What is the aetiology of the skin lesions?

Answer

Kaposi’s sarcoma

Discussion

Histopathology of a skin lesion showed a dermal proliferation of neoplastic spindle-shaped cells with slit-like vascular spaces, surrounded by lymphocytes and plasma cells (Figure 2A). Immunohistochemical staining was strongly positive for CD31, CD34 and human herpes virus 8 (HHV-8) in spindle and endothelial cells (Figure 2B).

Fig. 2.

Panel A: proliferation of spindle-shaped cells leading to the formation of abnormal vascular slits (haematoxylin and eosin, objective × 20). Panel B: nuclei positive for HHV-8 by immunochemistry (objective × 40).

Kaposi’s sarcoma (KS) was thus diagnosed. Serologic tests for HHV-8 were positive both in 2008 (retrospectively, before haemodialysis initiation) and at diagnosis of KS. Thoracoabdominal computed tomography (CT) did not detect visceral KS, but no gastrointestinal endoscopy was performed. Systemic doxorubicin was not administered because of the potential cardiotoxicity, co-morbidities and absence of visceral involvement. The patient was treated with intra-lesional injections of vincristine sulphate every 3 weeks.

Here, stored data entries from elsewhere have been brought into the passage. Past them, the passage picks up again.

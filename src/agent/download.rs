//! Installer Download

use std::path::{Path, PathBuf};

use async_trait::async_trait;
use log::{debug, info, warn};
use tokio::fs::{self, File};
use tokio::io::AsyncWriteExt;

use crate::error::{Result, SetupError};

/// Fetches a remote artifact to a local path.
#[async_trait]
pub trait Downloader: Send + Sync {
    /// Downloads `url` to `destination` and returns the written path.
    async fn download(&self, url: &str, destination: &Path) -> Result<PathBuf>;
}

/// Streams artifacts over HTTP(S) with `reqwest`.
#[derive(Debug, Default, Clone)]
pub struct HttpDownloader {
    client: reqwest::Client,
}

impl HttpDownloader {
    pub fn new() -> Self {
        Self::default()
    }
}

#[async_trait]
impl Downloader for HttpDownloader {
    async fn download(&self, url: &str, destination: &Path) -> Result<PathBuf> {
        let failed = |message: String| SetupError::Download {
            url: url.to_string(),
            message,
        };

        info!("Downloading {}", url);

        let mut response = self
            .client
            .get(url)
            .send()
            .await
            .and_then(|r| r.error_for_status())
            .map_err(|e| failed(e.to_string()))?;

        if let Some(parent) = destination.parent() {
            fs::create_dir_all(parent).await?;
        }

        let mut file = File::create(destination).await?;
        let copied = async {
            let mut written: u64 = 0;
            while let Some(chunk) = response.chunk().await.map_err(|e| failed(e.to_string()))? {
                file.write_all(&chunk).await?;
                written += chunk.len() as u64;
            }
            file.flush().await?;
            Ok::<u64, SetupError>(written)
        }
        .await;

        let written = match copied {
            Ok(written) => written,
            Err(e) => {
                drop(file);
                remove_partial(destination).await;
                return Err(e);
            }
        };

        debug!("Wrote {} bytes to {}", written, destination.display());
        Ok(destination.to_path_buf())
    }
}

/// Deletes a partly written download, ignoring a file that is already gone.
async fn remove_partial(path: &Path) {
    if let Err(e) = fs::remove_file(path).await {
        if e.kind() != std::io::ErrorKind::NotFound {
            warn!("Could not remove partial download {}: {}", path.display(), e);
        }
    }
}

After 3 months of treatment, regression of cutaneous KS was noted and visceral involvement still not detected. Two months later, the patient died suddenly.

End-stage renal disease has been associated with many distinctive skin problems. Generalized itching or pruritus is frequent (up to 50–90% of patients) but its pathogenesis (partially secondary to xerosis) remains largely unclear. Pruritis can lead to secondary skin lesions such as prurigo nodularis and excoriations. Drug-induced allergic rashes are most often secondary to antibiotics (and heparin) and can be associated with hypereosinophilia. Diabetic patients are more vulnerable to bacterial skin infections.

Other differential diagnoses include calciphylaxis (very painful necrotic lesions), skin vasculitis (ANCA-associated, cryoglobulinemia), cholesterol emboli and venous stasis [1]. Our patient presented with painless and non-pruritic skin lesions. The nodular aspect of the lesions, their violaceous colour and the patient’s Mediterranean background all suggested KS.

KS is a malignant tumour involving blood and lymphatic vessels, affecting predominantly the dermis and less frequently the gastrointestinal tract and regional nodes. HHV-8 has been implicated in the pathogenesis of all forms of KS [classic (European and Mediterranean), endemic (HIV negative, African), epidemic (AIDS related) and iatrogenic (immunosuppressive therapy)] [2]. KS has been infrequently reported in haemodialysed patients [3, 4].

Our patient probably developed a Mediterranean form of KS, further promoted by her immunodepressed status (long-term steroids, dialysis, diabetes). Indeed, ethnic groups at risk for classic KS, see their risk increased by the initiation of immunosuppressive therapy [2].

KS mostly follows a chronic course and metastases are rare. Treatment decisions take into account the type and extent of KS, the organs involved and the virologic and immune status. Treatment options include surgery, radiation therapy, chemotherapy (systemic and intra-lesional) and interferon-alpha, treatment of HIV and dose reduction or withdrawal of immunosuppressive agents [2].

Though rarely reported in haemodialysed patients, KS must be correctly diagnosed to permit a prompt and appropriate treatment.